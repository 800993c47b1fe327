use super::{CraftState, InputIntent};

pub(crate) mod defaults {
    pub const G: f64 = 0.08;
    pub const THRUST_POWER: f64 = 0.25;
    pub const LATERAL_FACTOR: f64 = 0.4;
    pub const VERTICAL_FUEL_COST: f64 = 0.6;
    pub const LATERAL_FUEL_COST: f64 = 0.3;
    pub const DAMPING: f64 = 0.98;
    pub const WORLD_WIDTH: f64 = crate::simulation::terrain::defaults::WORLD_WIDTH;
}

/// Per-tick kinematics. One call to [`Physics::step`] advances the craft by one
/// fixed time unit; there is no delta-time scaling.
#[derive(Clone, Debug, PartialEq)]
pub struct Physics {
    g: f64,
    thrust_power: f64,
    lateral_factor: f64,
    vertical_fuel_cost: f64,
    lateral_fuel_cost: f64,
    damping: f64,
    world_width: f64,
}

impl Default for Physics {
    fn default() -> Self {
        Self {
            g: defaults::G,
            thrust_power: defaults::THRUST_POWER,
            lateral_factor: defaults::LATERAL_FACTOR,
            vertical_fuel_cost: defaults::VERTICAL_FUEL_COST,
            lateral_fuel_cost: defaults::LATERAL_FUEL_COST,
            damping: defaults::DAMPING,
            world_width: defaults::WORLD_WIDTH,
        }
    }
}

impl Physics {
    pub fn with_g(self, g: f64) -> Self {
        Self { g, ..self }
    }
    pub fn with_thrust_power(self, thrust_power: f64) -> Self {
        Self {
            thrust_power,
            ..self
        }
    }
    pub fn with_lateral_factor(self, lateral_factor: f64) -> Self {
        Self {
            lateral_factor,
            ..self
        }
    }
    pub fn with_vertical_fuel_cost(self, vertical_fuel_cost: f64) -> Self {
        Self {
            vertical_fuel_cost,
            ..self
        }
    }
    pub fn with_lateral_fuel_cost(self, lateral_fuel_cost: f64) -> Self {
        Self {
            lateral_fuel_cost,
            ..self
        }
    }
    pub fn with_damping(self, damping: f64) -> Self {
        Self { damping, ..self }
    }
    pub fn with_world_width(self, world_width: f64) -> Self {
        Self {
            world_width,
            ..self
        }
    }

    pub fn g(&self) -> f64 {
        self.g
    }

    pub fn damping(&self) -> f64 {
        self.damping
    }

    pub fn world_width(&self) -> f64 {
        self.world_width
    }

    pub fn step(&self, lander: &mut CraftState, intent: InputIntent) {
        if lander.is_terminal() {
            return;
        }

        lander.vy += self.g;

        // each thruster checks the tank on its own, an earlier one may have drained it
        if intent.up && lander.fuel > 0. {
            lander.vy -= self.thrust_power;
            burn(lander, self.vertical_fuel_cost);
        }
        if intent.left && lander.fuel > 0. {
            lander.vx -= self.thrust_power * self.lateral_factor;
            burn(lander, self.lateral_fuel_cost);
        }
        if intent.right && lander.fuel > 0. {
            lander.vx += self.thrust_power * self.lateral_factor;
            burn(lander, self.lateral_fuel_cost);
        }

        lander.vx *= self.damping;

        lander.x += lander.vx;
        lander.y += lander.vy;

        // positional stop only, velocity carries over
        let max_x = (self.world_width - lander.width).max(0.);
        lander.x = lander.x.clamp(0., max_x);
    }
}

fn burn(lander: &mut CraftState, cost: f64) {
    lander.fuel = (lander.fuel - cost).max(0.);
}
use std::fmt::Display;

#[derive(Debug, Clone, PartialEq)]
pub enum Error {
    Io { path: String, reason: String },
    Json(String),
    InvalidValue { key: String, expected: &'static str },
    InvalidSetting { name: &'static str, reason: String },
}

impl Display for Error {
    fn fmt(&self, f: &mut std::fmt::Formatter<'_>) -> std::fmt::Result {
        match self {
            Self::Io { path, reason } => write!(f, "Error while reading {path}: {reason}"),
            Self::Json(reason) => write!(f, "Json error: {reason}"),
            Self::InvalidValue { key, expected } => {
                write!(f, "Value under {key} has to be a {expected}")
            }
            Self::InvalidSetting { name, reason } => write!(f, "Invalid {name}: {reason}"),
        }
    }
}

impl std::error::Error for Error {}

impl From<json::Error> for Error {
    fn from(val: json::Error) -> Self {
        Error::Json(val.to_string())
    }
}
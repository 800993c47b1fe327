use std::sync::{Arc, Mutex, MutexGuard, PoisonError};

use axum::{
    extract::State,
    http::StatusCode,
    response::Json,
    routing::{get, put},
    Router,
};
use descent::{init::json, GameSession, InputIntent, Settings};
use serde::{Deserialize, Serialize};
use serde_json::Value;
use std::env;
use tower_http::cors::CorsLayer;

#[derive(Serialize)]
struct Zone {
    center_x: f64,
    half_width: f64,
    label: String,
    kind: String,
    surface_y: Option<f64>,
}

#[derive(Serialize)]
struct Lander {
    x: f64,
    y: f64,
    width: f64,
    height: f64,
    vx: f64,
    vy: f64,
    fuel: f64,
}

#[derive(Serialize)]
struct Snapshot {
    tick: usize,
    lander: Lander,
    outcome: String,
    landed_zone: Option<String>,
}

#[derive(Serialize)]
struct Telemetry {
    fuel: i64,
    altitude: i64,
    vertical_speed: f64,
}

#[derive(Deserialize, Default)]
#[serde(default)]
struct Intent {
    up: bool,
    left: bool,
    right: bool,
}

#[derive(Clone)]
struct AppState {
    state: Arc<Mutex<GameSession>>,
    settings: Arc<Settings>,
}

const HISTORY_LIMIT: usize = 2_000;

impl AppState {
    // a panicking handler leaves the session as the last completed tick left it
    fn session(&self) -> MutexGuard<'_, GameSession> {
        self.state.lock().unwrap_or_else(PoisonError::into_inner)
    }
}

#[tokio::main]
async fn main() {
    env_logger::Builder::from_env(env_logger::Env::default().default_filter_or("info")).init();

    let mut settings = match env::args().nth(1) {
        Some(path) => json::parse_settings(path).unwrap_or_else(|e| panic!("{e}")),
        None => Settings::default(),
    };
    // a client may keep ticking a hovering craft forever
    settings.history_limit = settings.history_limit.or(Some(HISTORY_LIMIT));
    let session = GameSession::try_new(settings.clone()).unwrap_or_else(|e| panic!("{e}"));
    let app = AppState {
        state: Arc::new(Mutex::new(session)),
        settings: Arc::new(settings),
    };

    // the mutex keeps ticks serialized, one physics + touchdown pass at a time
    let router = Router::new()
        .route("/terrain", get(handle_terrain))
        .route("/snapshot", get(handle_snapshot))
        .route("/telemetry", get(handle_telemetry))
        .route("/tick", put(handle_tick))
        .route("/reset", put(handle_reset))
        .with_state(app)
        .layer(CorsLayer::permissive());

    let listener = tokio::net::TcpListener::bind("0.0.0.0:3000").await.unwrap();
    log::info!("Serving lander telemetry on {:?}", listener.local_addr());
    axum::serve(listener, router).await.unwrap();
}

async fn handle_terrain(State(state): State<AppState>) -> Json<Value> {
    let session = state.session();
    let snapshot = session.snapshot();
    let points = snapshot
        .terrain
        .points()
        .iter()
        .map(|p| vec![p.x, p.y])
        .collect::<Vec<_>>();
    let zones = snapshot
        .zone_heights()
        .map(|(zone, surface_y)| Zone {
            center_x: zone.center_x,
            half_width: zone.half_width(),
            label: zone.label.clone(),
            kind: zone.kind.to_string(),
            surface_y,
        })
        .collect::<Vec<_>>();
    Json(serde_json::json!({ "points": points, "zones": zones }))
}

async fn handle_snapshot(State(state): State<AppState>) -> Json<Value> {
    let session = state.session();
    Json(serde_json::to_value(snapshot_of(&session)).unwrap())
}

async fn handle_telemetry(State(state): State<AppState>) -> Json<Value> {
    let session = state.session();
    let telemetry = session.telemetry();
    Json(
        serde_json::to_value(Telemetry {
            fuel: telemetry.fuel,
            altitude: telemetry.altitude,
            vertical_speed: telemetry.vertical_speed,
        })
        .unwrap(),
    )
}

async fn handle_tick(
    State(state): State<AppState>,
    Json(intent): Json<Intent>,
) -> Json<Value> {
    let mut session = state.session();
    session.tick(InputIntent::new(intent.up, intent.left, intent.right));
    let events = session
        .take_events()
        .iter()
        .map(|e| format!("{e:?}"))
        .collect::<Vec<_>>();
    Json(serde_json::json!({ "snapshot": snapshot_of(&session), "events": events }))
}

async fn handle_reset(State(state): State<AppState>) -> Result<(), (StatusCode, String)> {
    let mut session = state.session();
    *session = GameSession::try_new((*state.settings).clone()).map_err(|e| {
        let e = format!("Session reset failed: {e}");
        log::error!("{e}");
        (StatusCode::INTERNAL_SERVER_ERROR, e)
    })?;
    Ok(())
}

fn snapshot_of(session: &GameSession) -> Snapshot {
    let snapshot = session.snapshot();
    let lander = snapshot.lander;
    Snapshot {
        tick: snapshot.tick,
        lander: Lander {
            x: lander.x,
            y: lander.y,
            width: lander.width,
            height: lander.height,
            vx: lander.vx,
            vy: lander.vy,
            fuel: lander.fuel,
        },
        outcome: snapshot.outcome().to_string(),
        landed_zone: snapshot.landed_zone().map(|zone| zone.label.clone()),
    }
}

● ● ●

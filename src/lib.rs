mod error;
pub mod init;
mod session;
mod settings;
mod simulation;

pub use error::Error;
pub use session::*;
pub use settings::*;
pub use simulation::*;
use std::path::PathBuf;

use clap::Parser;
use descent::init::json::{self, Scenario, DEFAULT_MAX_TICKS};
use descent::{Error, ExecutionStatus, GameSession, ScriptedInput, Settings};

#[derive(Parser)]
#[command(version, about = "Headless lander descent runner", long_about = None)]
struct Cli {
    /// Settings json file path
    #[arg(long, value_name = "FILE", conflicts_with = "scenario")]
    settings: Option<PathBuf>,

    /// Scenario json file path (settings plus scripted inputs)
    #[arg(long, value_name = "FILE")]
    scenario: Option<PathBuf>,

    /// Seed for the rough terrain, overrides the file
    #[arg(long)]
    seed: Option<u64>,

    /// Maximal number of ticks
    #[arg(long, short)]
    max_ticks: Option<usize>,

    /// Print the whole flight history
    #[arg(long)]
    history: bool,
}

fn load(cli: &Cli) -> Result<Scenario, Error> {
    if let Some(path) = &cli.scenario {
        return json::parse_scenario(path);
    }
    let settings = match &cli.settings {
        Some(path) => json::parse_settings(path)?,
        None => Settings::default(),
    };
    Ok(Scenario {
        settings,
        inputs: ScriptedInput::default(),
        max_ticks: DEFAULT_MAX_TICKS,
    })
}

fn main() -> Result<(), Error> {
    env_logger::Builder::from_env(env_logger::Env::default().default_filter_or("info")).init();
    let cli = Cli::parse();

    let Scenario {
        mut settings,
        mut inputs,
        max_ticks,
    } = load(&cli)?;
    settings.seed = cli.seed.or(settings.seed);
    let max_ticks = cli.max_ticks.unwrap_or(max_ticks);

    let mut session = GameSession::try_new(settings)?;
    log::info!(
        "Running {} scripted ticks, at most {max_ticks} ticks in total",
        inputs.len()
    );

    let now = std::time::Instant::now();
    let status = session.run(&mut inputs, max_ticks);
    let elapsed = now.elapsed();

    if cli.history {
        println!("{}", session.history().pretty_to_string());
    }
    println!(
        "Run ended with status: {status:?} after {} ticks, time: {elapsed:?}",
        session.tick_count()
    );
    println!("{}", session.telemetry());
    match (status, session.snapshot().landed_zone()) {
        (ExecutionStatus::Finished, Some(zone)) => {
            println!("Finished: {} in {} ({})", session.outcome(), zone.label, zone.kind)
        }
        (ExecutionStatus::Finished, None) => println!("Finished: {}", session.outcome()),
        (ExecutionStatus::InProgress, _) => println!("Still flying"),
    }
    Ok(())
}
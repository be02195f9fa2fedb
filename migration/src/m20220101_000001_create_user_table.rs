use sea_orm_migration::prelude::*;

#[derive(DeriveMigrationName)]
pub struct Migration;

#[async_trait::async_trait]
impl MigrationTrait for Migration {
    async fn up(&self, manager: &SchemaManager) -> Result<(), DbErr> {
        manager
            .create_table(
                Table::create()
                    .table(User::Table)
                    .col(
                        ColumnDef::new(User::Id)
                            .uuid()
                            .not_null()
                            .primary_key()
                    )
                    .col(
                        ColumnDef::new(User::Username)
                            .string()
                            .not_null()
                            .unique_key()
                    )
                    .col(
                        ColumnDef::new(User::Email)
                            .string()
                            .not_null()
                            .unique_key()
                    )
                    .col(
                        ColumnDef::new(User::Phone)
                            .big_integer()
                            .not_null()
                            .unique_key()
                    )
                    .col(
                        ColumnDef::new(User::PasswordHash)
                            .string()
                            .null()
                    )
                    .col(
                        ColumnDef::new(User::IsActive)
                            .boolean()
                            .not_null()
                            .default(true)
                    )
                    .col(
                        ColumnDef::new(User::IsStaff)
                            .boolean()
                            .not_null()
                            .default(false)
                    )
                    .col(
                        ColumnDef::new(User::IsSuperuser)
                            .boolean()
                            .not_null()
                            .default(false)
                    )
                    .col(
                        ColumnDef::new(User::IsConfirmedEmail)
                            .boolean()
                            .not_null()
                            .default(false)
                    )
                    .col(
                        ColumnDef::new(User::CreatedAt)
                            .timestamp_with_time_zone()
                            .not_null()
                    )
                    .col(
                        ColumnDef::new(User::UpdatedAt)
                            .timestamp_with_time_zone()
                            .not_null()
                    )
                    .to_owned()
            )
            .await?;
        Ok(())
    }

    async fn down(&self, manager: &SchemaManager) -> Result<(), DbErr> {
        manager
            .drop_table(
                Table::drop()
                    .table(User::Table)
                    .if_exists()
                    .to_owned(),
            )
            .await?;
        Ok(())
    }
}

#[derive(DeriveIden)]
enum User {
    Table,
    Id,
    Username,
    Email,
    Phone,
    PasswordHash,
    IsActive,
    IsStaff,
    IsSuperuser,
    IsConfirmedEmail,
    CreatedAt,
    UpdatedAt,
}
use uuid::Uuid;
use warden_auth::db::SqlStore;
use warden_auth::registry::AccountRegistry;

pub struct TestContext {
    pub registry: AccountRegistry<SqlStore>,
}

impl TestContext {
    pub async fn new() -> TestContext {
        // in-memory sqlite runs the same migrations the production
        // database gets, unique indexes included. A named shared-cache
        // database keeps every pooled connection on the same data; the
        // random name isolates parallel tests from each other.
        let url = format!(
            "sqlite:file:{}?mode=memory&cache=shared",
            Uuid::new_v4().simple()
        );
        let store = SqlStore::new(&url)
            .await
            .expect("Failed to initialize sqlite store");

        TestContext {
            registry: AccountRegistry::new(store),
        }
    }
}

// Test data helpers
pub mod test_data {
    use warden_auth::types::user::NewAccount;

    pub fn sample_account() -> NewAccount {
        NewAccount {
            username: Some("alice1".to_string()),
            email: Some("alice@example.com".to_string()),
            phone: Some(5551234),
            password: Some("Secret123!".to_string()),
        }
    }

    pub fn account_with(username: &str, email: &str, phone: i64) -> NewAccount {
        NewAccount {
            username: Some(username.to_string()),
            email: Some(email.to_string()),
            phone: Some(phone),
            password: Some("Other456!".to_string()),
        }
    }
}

● ● ●

◆ **Assigned task**: Return a copy of each line of the material that holds the word "PathBuf".

◆ **Exercise solution**:
use std::path::PathBuf;
    settings: Option<PathBuf>,
    scenario: Option<PathBuf>,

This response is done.